Market-makers were impressed by London's ability to withstand an early flurry of bad news in the form of another depressing story in the consumer area, from Rank Group, and the water regulator's pricing review.

The news from Rank was even worse than the most pessimistic observers had expected, and coming hard on the heels of Wednesday's bad news from J Sainsbury and Whitbread, did little to bolster flagging confidence in the consumer sectors.

Ironically, Rank's own share price advanced since the steep decline in third-quarter earnings was the last straw for the departing Mr Andrew Teare, chief executive of the leisure group.

Early in the session, the water sector was crunched by the regulator's pricing review which required cuts of 1520 per cent in household water bills, a move which analysts warned could bring dividend cuts of 10 per cent to 15 per cent.

The banking and telecoms sectors provided plenty of interest. The cellular phone stocks attracting a flurry of support on the view that mobile phones will attract bumper sales this Christmas.
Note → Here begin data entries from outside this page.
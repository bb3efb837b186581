//! The `IConnection` abstraction: the wire transport between
//! master and worker is an external collaborator, referenced only
//! through this trait. Workers are external processes; this crate
//! never implements the worker side of the protocol.

use std::future::Future;
use std::pin::Pin;
use std::sync::Arc;

use foreman_types::{Results, StepUrl};
use serde_json::Value;
use tokio::sync::Notify;

use crate::error::WorkerError;

pub type BoxFuture<'a, T> = Pin<Box<dyn Future<Output = T> + Send + 'a>>;

/// The outcome of one `remoteStartCommand` round-trip.
#[derive(Debug, Clone)]
pub struct CommandResult {
    pub results: Results,
    pub urls: Vec<StepUrl>,
}

impl CommandResult {
    pub fn success() -> Self {
        Self {
            results: Results::Success,
            urls: Vec::new(),
        }
    }

    pub fn failure() -> Self {
        Self {
            results: Results::Failure,
            urls: Vec::new(),
        }
    }
}

/// One attached worker's live connection. A build holds exactly one of
/// these for its lifetime; steps issue commands against it.
///
/// Command types (`shell`, `upload`, `download`, `mkdir`,
/// `rmdir`, `stat`, `listdir`) are not separate trait methods here --
/// they are the `command` string passed to `remote_start_command`,
/// matching the worker protocol's single opaque-args RPC shape rather
/// than inventing a method per command kind.
pub trait WorkerConnection: Send + Sync {
    fn remote_start_build<'a>(&'a self, builder_name: &'a str) -> BoxFuture<'a, Result<(), WorkerError>>;

    fn remote_start_command<'a>(
        &'a self,
        command_id: u64,
        command: &'a str,
        args: Value,
    ) -> BoxFuture<'a, CommandResult>;

    fn remote_interrupt_command<'a>(&'a self, command_id: u64, reason: &'a str) -> BoxFuture<'a, ()>;

    fn ping<'a>(&'a self) -> BoxFuture<'a, bool>;

    /// Fires (once) when the transport notices the worker has gone
    /// away. Polled via `tokio::select!` alongside step execution so a
    /// drop mid-step is observed as `ConnectionLost` rather than hung.
    fn disconnected(&self) -> Arc<Notify>;

    /// The negotiated worker command-protocol version string (e.g.
    /// `"3.3"`), available once `remote_start_build` has completed.
    fn command_version(&self) -> &str;
}

#[cfg(test)]
pub mod test_support {
    use super::*;
    use std::sync::Mutex;

    /// A connection double for build-runner tests: scripted command
    /// results, an optional disconnect trigger, and call recording.
    pub struct FakeConnection {
        pub version: String,
        pub command_results: Mutex<Vec<CommandResult>>,
        pub disconnect: Arc<Notify>,
        pub interrupted: Mutex<Vec<u64>>,
        pub ping_ok: bool,
        pub last_command: Mutex<Option<(String, Value)>>,
    }

    impl FakeConnection {
        pub fn new(results: Vec<CommandResult>) -> Self {
            Self {
                version: "3.3".to_string(),
                command_results: Mutex::new(results),
                disconnect: Arc::new(Notify::new()),
                interrupted: Mutex::new(Vec::new()),
                ping_ok: true,
                last_command: Mutex::new(None),
            }
        }

        pub fn trigger_disconnect(&self) {
            self.disconnect.notify_waiters();
        }
    }

    impl WorkerConnection for FakeConnection {
        fn remote_start_build<'a>(&'a self, _builder_name: &'a str) -> BoxFuture<'a, Result<(), WorkerError>> {
            Box::pin(async { Ok(()) })
        }

        fn remote_start_command<'a>(
            &'a self,
            _command_id: u64,
            command: &'a str,
            args: Value,
        ) -> BoxFuture<'a, CommandResult> {
            *self.last_command.lock().unwrap() = Some((command.to_string(), args));
            Box::pin(async move {
                let mut results = self.command_results.lock().unwrap();
                if results.is_empty() {
                    CommandResult::success()
                } else {
                    results.remove(0)
                }
            })
        }

        fn remote_interrupt_command<'a>(&'a self, command_id: u64, _reason: &'a str) -> BoxFuture<'a, ()> {
            self.interrupted.lock().unwrap().push(command_id);
            Box::pin(async {})
        }

        fn ping<'a>(&'a self) -> BoxFuture<'a, bool> {
            let ok = self.ping_ok;
            Box::pin(async move { ok })
        }

        fn disconnected(&self) -> Arc<Notify> {
            self.disconnect.clone()
        }

        fn command_version(&self) -> &str {
            &self.version
        }
    }
}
Some of the banks were being chased as analysts prepared for a series of one-to-one meetings with bank chiefs.

Although content with the market's recent rally, always hard-to-please market-makers continued to complain about the recent downturn in turnover levels. Volume yesterday was 758.4 million shares.

News that BSkyB's bid for Manchester United had been referred to the Monopolies and Mergers Commission hardly moved the two groups' shares. The broadcaster jumped 5p to 485p, after an earlier slip, and the football club remained unchanged at 213p.

Pilkington gained 3p to 66 1/2p after reporting interim profits up 8 per cent at constant exchange rates. Good progress had been made on restructuring at the company, which would see a further 1,400 jobs lost globally. Biggest movers of the day were Reuters up 49 1/2p to 616p, Colt Telecom up 48p to 730p, Securicor up 24 1/2p to 400p, Siebe up 12p to 232p and Vodafone Group up 39 1/2p to 778p.

Largest fallers were British Airways down 21p to 417p, Railtrack down 40p to £16.20, Tomkins down 6 1/4p to 266 1/2p, AB Food down 14p to 598p and Norwich Union down 9 1/4p to 420p.